Because of recent research in gravity waves and inflation, the theory of the multiverse moves further toward reality.  While creationists are still fighting for equal time to oppose the 1859 theory of evolution, science has gone on to discover endless other aspects of reality that counter the Biblical view.  I don’t know why creationists focus so exclusively on evolution when millions of other scientific discoveries are also thorns in their theological sides.

When humanity thought the Earth was the center of everything, contained within the celestial spheres, it was possible to imagine our reality being constructed by a super being, especially if you believed the whole thing was only 6,000 years old.  Even then it was an extremely far out idea to buy.  After the sun was moved to the center of the universe, and Earth was just the third planet, it became a lot harder to imagine a God that could create the solar system with some kind of magic spell.  For a long while after that, we assumed all of reality was the Milky Way galaxy.

As reality got bigger, it got harder to imagine a single being creating it.  But still, reality was manageable with just a billion stars.  Then Edwin Hubble came along and showed us reality is composed of billions of galaxies.  How can any theology handle a reality that big?

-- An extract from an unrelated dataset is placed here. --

mod alpha_blend_trait;
mod f32_linear;

pub use alpha_blend_trait::*;
pub use f32_linear::*;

If we live in a multiverse, it might not be billions of universes, but an infinity of them.  Or there might be another layer, so there are billions of multiverses in a megaverse.  It seems science can’t find any end to large or small, nor a beginning of time.  This has got to wipe out all ancient theological theories.  It’s time to start over.  Reality is too big for any kind of God, and we’re too small for any kind of special consideration.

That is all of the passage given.